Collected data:
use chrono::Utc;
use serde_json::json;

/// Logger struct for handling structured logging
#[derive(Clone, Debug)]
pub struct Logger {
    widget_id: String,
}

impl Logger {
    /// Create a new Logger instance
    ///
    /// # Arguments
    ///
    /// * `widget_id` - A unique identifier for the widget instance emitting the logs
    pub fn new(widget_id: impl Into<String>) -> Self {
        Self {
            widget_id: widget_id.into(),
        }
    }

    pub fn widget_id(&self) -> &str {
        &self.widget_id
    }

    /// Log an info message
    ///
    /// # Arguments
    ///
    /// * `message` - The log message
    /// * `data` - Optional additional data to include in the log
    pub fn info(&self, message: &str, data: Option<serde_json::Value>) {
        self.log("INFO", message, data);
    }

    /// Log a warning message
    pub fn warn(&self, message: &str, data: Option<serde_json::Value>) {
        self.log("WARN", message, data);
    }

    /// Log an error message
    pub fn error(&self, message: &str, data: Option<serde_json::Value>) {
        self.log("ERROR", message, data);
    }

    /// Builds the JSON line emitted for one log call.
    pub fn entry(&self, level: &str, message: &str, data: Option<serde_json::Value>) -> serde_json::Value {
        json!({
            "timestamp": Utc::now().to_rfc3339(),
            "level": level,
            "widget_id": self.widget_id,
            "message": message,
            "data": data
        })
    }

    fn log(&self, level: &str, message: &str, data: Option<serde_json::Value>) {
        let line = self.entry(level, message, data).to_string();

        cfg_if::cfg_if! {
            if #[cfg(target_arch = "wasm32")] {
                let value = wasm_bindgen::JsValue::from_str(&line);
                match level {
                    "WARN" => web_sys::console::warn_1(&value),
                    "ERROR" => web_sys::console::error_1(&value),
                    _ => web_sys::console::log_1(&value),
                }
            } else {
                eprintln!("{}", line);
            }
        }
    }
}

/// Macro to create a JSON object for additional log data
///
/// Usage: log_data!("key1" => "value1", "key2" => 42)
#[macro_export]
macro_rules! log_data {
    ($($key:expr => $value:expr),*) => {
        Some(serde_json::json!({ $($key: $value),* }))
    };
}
...
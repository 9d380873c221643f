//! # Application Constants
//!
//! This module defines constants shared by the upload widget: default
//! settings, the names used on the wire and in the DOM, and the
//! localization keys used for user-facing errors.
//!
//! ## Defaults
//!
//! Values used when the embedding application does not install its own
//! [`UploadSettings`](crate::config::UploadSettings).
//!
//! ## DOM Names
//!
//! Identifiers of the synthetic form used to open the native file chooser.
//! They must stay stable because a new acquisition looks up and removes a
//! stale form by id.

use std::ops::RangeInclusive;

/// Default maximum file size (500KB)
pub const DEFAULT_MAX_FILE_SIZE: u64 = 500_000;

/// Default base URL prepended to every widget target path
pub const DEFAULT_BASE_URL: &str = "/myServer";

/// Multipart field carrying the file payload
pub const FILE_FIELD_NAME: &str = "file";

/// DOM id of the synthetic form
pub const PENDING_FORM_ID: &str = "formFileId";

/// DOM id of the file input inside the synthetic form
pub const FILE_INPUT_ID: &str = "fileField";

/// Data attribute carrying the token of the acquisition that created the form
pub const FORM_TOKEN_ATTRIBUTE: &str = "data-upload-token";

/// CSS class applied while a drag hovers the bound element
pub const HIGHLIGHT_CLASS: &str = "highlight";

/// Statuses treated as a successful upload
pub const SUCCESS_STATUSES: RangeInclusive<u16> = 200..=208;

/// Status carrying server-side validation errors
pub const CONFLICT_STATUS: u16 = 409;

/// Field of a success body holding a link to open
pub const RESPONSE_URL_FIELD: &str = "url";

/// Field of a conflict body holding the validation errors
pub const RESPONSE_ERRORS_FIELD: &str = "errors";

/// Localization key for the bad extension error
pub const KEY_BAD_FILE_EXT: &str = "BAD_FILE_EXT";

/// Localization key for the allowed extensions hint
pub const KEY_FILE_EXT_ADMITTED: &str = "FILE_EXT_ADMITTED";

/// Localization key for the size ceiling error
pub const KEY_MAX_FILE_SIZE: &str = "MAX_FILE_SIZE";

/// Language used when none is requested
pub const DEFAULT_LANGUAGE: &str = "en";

* AIM OF THE EXERCISE: Proceeding from the line containing "bad extension error" through the line containing "pub const KEY_MAX_FILE_SIZE: &str", transcribe the lines above exactly, both end lines included.

* RESPONSE TO THE TASK:
/// Localization key for the bad extension error
pub const KEY_BAD_FILE_EXT: &str = "BAD_FILE_EXT";

/// Localization key for the allowed extensions hint
pub const KEY_FILE_EXT_ADMITTED: &str = "FILE_EXT_ADMITTED";

/// Localization key for the size ceiling error
pub const KEY_MAX_FILE_SIZE: &str = "MAX_FILE_SIZE";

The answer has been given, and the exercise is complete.